Захочешь развить успех, потянуло в дорогу – бери творческую командировку и катайся по городам и весям, о чем впоследствии напиши отчет на полстраницы. Его положат в папку, а потом в правление придет журналист из «Московского литератора», возьмет отчетные материалы за месяц, кто и куда ездил, и напишет двести строк обзора в рубрику «Писатель вернулся из командировки». Даже если командированный за счет союза писатель напишет лишь отчет для папки (то есть не роман, не повесть и даже не зарисовку), он не будет заклеймен как растратчик. Ничуть. Ну, не пришло. Придет в следующий раз. Вдохновенье – хрупкая материя, знаете ли. Надо переждать, отвлечься, поговорить с коллегами: «Вот почему лошадь Вронского звали Фру-фру? Потому что молодой офицер любил женщин! Фру-фру в переводе – шелест многослойных шелковых юбок, сопровождавших и предвосхищавших появление элегантной дамы…» Кураж необходим. Азарт.

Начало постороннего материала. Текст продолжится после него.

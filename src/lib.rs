//! Pekel Occurrence Export Pipeline
//!
//! Submits site locations to Earth Engine in bounded-size chunks for batch
//! extraction of the Pekel global surface-water occurrence layer, throttled
//! against the remote task queue, with a failure-report scan for runs that
//! have finished.
//!
//! # Architecture
//!
//! - **Locations**: CSV loading, deduplication and path-row scoping
//! - **EE**: feature model, extraction expressions and the REST client
//! - **Pipeline**: chunked submission, queue throttle, failure scanner
//!
//! The heavy lifting (buffering, reduction, task scheduling, storage) all
//! happens inside the remote service; submission here is strictly
//! sequential, one chunk at a time.
//!
//! # Usage
//!
//! ```no_run
//! use pekel_occurrence::{run_pipeline, Config};
//!
//! #[tokio::main]
//! async fn main() -> anyhow::Result<()> {
//!     let config = Config::from_file(&"config.yaml".into())?;
//!     run_pipeline(config).await?;
//!     Ok(())
//! }
//! ```

pub mod config;
pub mod ee;
pub mod locations;
pub mod pipeline;

pub use config::Config;
pub use ee::{EeClient, TaskService};
pub use locations::{LocationRecord, LocationSet};
pub use pipeline::{ChunkSubmitter, FailureScanner, RunStats, RunTag};

use anyhow::Result;
use std::sync::Arc;

/// Load, deduplicate and scope the location set for a run.
///
/// Returns the locations ready for chunking along with the resolved
/// path-row scope, if any.
pub fn prepare_locations(config: &Config) -> Result<(LocationSet, Option<String>)> {
    let pathrow = match (&config.locations.pathrow, &config.locations.pathrow_file) {
        (Some(pathrow), _) => Some(pathrow.clone()),
        (None, Some(marker)) => Some(locations::read_pathrow_marker(marker)?),
        (None, None) => None,
    };

    let mut set = LocationSet::from_csv_path(&config.locations.path)?.dedup_by_id();
    if let Some(pathrow) = &pathrow {
        tracing::info!("Scoping run to WRS path-row {}", pathrow);
        set = set.filter_pathrow(pathrow);
    }

    Ok((set, pathrow))
}

/// Run the full submission pipeline with the given configuration.
pub async fn run_pipeline(config: Config) -> Result<RunStats> {
    config.validate()?;

    let config = Arc::new(config);

    tracing::info!("Starting Pekel occurrence export");

    let (locations, pathrow) = prepare_locations(&config)?;
    if locations.is_empty() {
        anyhow::bail!("No locations to submit after deduplication and scoping");
    }

    tracing::info!(
        "Submitting {} locations in {} chunks of up to {}",
        locations.len(),
        locations.num_chunks(config.processing.chunk_size),
        config.processing.chunk_size
    );

    let service: Arc<dyn TaskService> =
        Arc::new(EeClient::new(&config.project.ee_project)?);
    let tag = RunTag::new(&config.export.run_date, pathrow.as_deref());

    let submitter = ChunkSubmitter::new(service, config.clone(), tag);
    let stats = submitter.submit_all(&locations).await?;

    tracing::info!("Submission complete: {}", stats);

    Ok(stats)
}

/// Scan remote tasks and append this run's failures to the report CSV.
pub async fn scan_failures(config: Config) -> Result<usize> {
    config.validate()?;

    let service: Arc<dyn TaskService> =
        Arc::new(EeClient::new(&config.project.ee_project)?);
    let tag = RunTag::new(&config.export.run_date, None);

    let scanner = FailureScanner::new(service, tag);
    scanner.scan_and_report(&config.export.report_dir).await
}

/// Build the Tokio runtime the pipeline runs on.
///
/// Submission is sequential, so a current-thread runtime is enough; the only
/// suspension points are the HTTP calls and the throttle sleep.
pub fn build_runtime() -> Result<tokio::runtime::Runtime> {
    let runtime = tokio::runtime::Builder::new_current_thread()
        .enable_all()
        .build()?;
    Ok(runtime)
}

Азарт накатил, но ни женщины, ни романа? Кий в руки – в бильярдную ЦДЛ. Партию в шахматы? Извольте. ЦДЛ охранялся, как бастион.

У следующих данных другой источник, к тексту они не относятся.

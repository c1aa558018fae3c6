//! Load site locations from CSV and scope them for a run.

use anyhow::{Context, Result};
use serde::Deserialize;
use std::collections::HashSet;
use std::path::Path;

/// A single site location from the input CSV.
#[derive(Debug, Clone, PartialEq, Deserialize)]
pub struct LocationRecord {
    /// Site identifier, unique after deduplication
    pub id: i64,

    /// Latitude in the configured location CRS
    #[serde(rename = "Latitude")]
    pub latitude: f64,

    /// Longitude in the configured location CRS
    #[serde(rename = "Longitude")]
    pub longitude: f64,

    /// WRS path-row the site falls in, if the input carries one
    #[serde(rename = "WRSPR", default)]
    pub pathrow: Option<String>,
}

/// The location set for one run, in input order.
#[derive(Debug, Clone, Default)]
pub struct LocationSet {
    /// Well-formed records, in file order
    records: Vec<LocationRecord>,

    /// Rows dropped at load time because a required field was missing or unparsable
    skipped: usize,
}

impl LocationSet {
    /// Load locations from a CSV file.
    ///
    /// Rows missing a required field (or failing to parse one) are skipped
    /// with a warning; loading never aborts on a malformed row.
    pub fn from_csv_path(path: &Path) -> Result<Self> {
        let file = std::fs::File::open(path)
            .with_context(|| format!("Failed to open location CSV: {}", path.display()))?;
        let set = Self::from_reader(file)?;

        tracing::info!(
            "Loaded {} locations from {} ({} malformed rows skipped)",
            set.len(),
            path.display(),
            set.skipped()
        );

        Ok(set)
    }

    /// Load locations from any CSV reader.
    pub fn from_reader<R: std::io::Read>(reader: R) -> Result<Self> {
        let mut csv_reader = csv::Reader::from_reader(reader);

        let mut records = Vec::new();
        let mut skipped = 0;
        for (row, result) in csv_reader.deserialize::<LocationRecord>().enumerate() {
            match result {
                Ok(record) => records.push(record),
                Err(e) => {
                    tracing::warn!("Skipping malformed location row {}: {}", row + 1, e);
                    skipped += 1;
                }
            }
        }

        Ok(Self { records, skipped })
    }

    /// Number of locations in the set.
    pub fn len(&self) -> usize {
        self.records.len()
    }

    /// Whether the set is empty.
    pub fn is_empty(&self) -> bool {
        self.records.is_empty()
    }

    /// Rows dropped at load time.
    pub fn skipped(&self) -> usize {
        self.skipped
    }

    /// The records in input order.
    pub fn records(&self) -> &[LocationRecord] {
        &self.records
    }

    /// Drop duplicate ids, keeping the first occurrence.
    ///
    /// Inputs assembled from overlapping path-rows list the same site once
    /// per path-row; only one submission per site is wanted.
    pub fn dedup_by_id(self) -> Self {
        let mut seen = HashSet::new();
        let before = self.records.len();
        let records: Vec<_> = self
            .records
            .into_iter()
            .filter(|r| seen.insert(r.id))
            .collect();

        let dropped = before - records.len();
        if dropped > 0 {
            tracing::info!("Dropped {} duplicate locations", dropped);
        }

        Self {
            records,
            skipped: self.skipped,
        }
    }

    /// Keep only locations in the given WRS path-row.
    pub fn filter_pathrow(self, pathrow: &str) -> Self {
        let records: Vec<_> = self
            .records
            .into_iter()
            .filter(|r| r.pathrow.as_deref() == Some(pathrow))
            .collect();

        Self {
            records,
            skipped: self.skipped,
        }
    }

    /// Contiguous chunks of at most `chunk_size` records.
    ///
    /// Chunks partition the set exactly: every location appears in exactly
    /// one chunk, and only the last chunk may be short.
    pub fn chunks(&self, chunk_size: usize) -> std::slice::Chunks<'_, LocationRecord> {
        self.records.chunks(chunk_size)
    }

    /// Number of chunks a given chunk size produces.
    pub fn num_chunks(&self, chunk_size: usize) -> usize {
        self.records.len().div_ceil(chunk_size)
    }
}

/// Read the current path-row marker file written by the run preparation step.
pub fn read_pathrow_marker(path: &Path) -> Result<String> {
    let contents = std::fs::read_to_string(path)
        .with_context(|| format!("Failed to read path-row marker: {}", path.display()))?;

    let pathrow = contents.trim();
    if pathrow.is_empty() {
        anyhow::bail!("Path-row marker {} is empty", path.display());
    }

    Ok(pathrow.to_string())
}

Сыграть с кем попало не было ни единого шанса, только со своими. Были чемпионаты.Разлохматился за шашками? Стрижка-брижка – о, местный цирюльник воспет в стихах и прозе; старый мудрый еврей знал всех классиков до волоска; офис-комнатушка его была по леву руку, ежели смотреть из Дубового зала ресторана в партком Московской писательской организации. Все под рукой.
Читать прессу и книжные новинки? Лучшая библиотека города – в ЦДЛ. Ну, хорошо, одна из лучших. И почести от библиотекарей, которые уж тебя-то знают, знают. Как умели встретить писателя в писательской библиотеке! Уходил в золотых лаврах, окуренный фимиамом и уверенный в смысле своей жизни. Даже запах книжной пыли обещал что-то такое.
Как было не любить ресторана ЦДЛ! Хаш по понедельникам, чуть не с утра, ну… кто понимает. Забота о творческом тонусе клиентуры. Какие люди! Все там были. Место встречи самой богемистой богемы, всех значимых и знаковых. А сколько заветного рассказал мне главный похоронщик Литфонда Лев Давидович Качур за той цистерной кофе, что выпили мы с ним в Нижнем буфете ЦДЛ! Он хоронил даже мать Брежнева. Виртуоз могилы выстлал яму алым панбархатом, выдумщик. Себе памятник он оформил, конечно, сам, и оставалось только поставить дату после тире <…>
Я знала мир писателей, как Николай Дроздов – мир животных. Я выражала свои чувства в литературных газетах; в основном – в любимом «Московском литераторе», где уже стала и членом редколлегии, а в конце и парламентским корреспондентом. В газете я встретила себе второго мужа, там родила дочь, и обязана я газете бесконечно, но я не всегда знала до какой степени. Только спустя годы я узнала, что в 1987 году жилплощадь в центре Москвы стала моей, потому что бывший в списке передо мной писатель уступил мне свое место. Последние бесплатные метры достались союзу писателей от Моссовета и стали как раз моими. Метры мне уступил Александр Александрович Кузнецов [6] , причем без огласки, без слов, а просто пришел в жилищную комиссию союза писателей и сказал, что у него-то есть крыша, а вот «беременной Лене давайте дадим побыстрее». Потом мне тайно передали эту сцену девочки из жилкомиссии. Они такого не видели и не слышали никогда. И когда мне почему-либо больно от иных поступков людей, я вспоминаю, что в моей жизни был А. А. Кузнецов. Отказавшись от своей очереди, он резко менял и свою личную жизнь, но никому об этом не докладывал и не жаловался.
6
https://ru.wikipedia.org/wiki/Кузнецов,_Александр_Александрович (1926)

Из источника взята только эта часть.